YOUR INSTRUCTIONS:
Reproduce the whole listing, keeping every character the same.
------------------------------------------------
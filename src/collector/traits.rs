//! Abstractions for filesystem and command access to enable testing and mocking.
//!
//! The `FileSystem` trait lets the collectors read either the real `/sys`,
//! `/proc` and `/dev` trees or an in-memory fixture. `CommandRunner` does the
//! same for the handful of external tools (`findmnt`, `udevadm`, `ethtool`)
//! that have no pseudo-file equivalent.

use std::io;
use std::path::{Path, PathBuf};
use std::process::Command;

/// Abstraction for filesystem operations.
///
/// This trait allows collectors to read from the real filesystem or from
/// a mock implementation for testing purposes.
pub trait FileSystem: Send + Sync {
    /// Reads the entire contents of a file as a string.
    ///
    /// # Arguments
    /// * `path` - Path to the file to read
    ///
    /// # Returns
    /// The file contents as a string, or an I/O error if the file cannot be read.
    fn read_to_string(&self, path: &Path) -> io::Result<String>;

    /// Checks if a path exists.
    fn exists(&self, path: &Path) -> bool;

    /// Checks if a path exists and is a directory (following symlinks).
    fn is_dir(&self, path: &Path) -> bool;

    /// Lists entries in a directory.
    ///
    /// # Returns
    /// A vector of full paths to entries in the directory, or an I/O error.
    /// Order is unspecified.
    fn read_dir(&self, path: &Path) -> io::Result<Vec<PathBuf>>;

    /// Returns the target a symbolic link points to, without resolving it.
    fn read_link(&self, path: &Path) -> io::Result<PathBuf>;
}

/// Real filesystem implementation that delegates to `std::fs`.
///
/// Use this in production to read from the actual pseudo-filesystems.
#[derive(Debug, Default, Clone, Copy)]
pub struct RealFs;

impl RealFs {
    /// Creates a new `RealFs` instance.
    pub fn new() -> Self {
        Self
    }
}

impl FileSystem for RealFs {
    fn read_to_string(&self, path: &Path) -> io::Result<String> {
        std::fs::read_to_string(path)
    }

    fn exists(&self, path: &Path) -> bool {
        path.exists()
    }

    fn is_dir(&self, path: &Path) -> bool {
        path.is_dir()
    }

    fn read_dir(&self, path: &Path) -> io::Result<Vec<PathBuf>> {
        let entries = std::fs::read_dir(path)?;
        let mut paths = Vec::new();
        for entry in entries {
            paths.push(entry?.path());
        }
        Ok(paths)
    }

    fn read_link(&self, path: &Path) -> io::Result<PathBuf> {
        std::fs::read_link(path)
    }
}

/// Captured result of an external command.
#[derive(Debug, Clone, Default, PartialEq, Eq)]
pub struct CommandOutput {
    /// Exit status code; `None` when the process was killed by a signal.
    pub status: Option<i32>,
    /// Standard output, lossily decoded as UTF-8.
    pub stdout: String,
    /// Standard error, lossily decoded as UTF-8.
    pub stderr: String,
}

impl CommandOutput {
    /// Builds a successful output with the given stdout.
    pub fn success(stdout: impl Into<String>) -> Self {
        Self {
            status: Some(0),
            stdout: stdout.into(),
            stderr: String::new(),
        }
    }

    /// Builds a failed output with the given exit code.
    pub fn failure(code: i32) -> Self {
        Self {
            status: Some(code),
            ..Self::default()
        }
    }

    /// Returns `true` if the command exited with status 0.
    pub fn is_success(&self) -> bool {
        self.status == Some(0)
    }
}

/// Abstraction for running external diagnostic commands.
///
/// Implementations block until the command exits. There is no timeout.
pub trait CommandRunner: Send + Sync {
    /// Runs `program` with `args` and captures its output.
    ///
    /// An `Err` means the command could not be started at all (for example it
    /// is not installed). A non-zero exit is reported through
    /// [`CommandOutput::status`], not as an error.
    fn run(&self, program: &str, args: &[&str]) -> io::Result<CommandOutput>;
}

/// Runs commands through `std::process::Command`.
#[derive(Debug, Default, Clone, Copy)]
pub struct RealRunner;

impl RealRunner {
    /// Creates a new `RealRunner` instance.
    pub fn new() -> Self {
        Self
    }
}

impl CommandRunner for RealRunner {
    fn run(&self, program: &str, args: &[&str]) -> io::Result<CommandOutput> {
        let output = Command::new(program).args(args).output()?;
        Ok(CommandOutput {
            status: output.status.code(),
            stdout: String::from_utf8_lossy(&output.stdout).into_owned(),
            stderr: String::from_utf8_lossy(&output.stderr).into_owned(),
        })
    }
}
------------------------------------------------
ANSWER TO THIS PROBLEM:
filename src/collector/traits.rs
//! Abstractions for filesystem and command access to enable testing and mocking.
//!
//! The `FileSystem` trait lets the collectors read either the real `/sys`,
//! `/proc` and `/dev` trees or an in-memory fixture. `CommandRunner` does the
//! same for the handful of external tools (`findmnt`, `udevadm`, `ethtool`)
//! that have no pseudo-file equivalent.

use std::io;
use std::path::{Path, PathBuf};
use std::process::Command;

/// Abstraction for filesystem operations.
///
/// This trait allows collectors to read from the real filesystem or from
/// a mock implementation for testing purposes.
pub trait FileSystem: Send + Sync {
    /// Reads the entire contents of a file as a string.
    ///
    /// # Arguments
    /// * `path` - Path to the file to read
    ///
    /// # Returns
    /// The file contents as a string, or an I/O error if the file cannot be read.
    fn read_to_string(&self, path: &Path) -> io::Result<String>;

    /// Checks if a path exists.
    fn exists(&self, path: &Path) -> bool;

    /// Checks if a path exists and is a directory (following symlinks).
    fn is_dir(&self, path: &Path) -> bool;

    /// Lists entries in a directory.
    ///
    /// # Returns
    /// A vector of full paths to entries in the directory, or an I/O error.
    /// Order is unspecified.
    fn read_dir(&self, path: &Path) -> io::Result<Vec<PathBuf>>;

    /// Returns the target a symbolic link points to, without resolving it.
    fn read_link(&self, path: &Path) -> io::Result<PathBuf>;
}

/// Real filesystem implementation that delegates to `std::fs`.
///
/// Use this in production to read from the actual pseudo-filesystems.
#[derive(Debug, Default, Clone, Copy)]
pub struct RealFs;

impl RealFs {
    /// Creates a new `RealFs` instance.
    pub fn new() -> Self {
        Self
    }
}

impl FileSystem for RealFs {
    fn read_to_string(&self, path: &Path) -> io::Result<String> {
        std::fs::read_to_string(path)
    }

    fn exists(&self, path: &Path) -> bool {
        path.exists()
    }

    fn is_dir(&self, path: &Path) -> bool {
        path.is_dir()
    }

    fn read_dir(&self, path: &Path) -> io::Result<Vec<PathBuf>> {
        let entries = std::fs::read_dir(path)?;
        let mut paths = Vec::new();
        for entry in entries {
            paths.push(entry?.path());
        }
        Ok(paths)
    }

    fn read_link(&self, path: &Path) -> io::Result<PathBuf> {
        std::fs::read_link(path)
    }
}

/// Captured result of an external command.
#[derive(Debug, Clone, Default, PartialEq, Eq)]
pub struct CommandOutput {
    /// Exit status code; `None` when the process was killed by a signal.
    pub status: Option<i32>,
    /// Standard output, lossily decoded as UTF-8.
    pub stdout: String,
    /// Standard error, lossily decoded as UTF-8.
    pub stderr: String,
}

impl CommandOutput {
    /// Builds a successful output with the given stdout.
    pub fn success(stdout: impl Into<String>) -> Self {
        Self {
            status: Some(0),
            stdout: stdout.into(),
            stderr: String::new(),
        }
    }

    /// Builds a failed output with the given exit code.
    pub fn failure(code: i32) -> Self {
        Self {
            status: Some(code),
            ..Self::default()
        }
    }

    /// Returns `true` if the command exited with status 0.
    pub fn is_success(&self) -> bool {
        self.status == Some(0)
    }
}

/// Abstraction for running external diagnostic commands.
///
/// Implementations block until the command exits. There is no timeout.
pub trait CommandRunner: Send + Sync {
    /// Runs `program` with `args` and captures its output.
    ///
    /// An `Err` means the command could not be started at all (for example it
    /// is not installed). A non-zero exit is reported through
    /// [`CommandOutput::status`], not as an error.
    fn run(&self, program: &str, args: &[&str]) -> io::Result<CommandOutput>;
}

/// Runs commands through `std::process::Command`.
#[derive(Debug, Default, Clone, Copy)]
pub struct RealRunner;

impl RealRunner {
    /// Creates a new `RealRunner` instance.
    pub fn new() -> Self {
        Self
    }
}

impl CommandRunner for RealRunner {
    fn run(&self, program: &str, args: &[&str]) -> io::Result<CommandOutput> {
        let output = Command::new(program).args(args).output()?;
        Ok(CommandOutput {
            status: output.status.code(),
            stdout: String::from_utf8_lossy(&output.stdout).into_owned(),
            stderr: String::from_utf8_lossy(&output.stderr).into_owned(),
        })
    }
}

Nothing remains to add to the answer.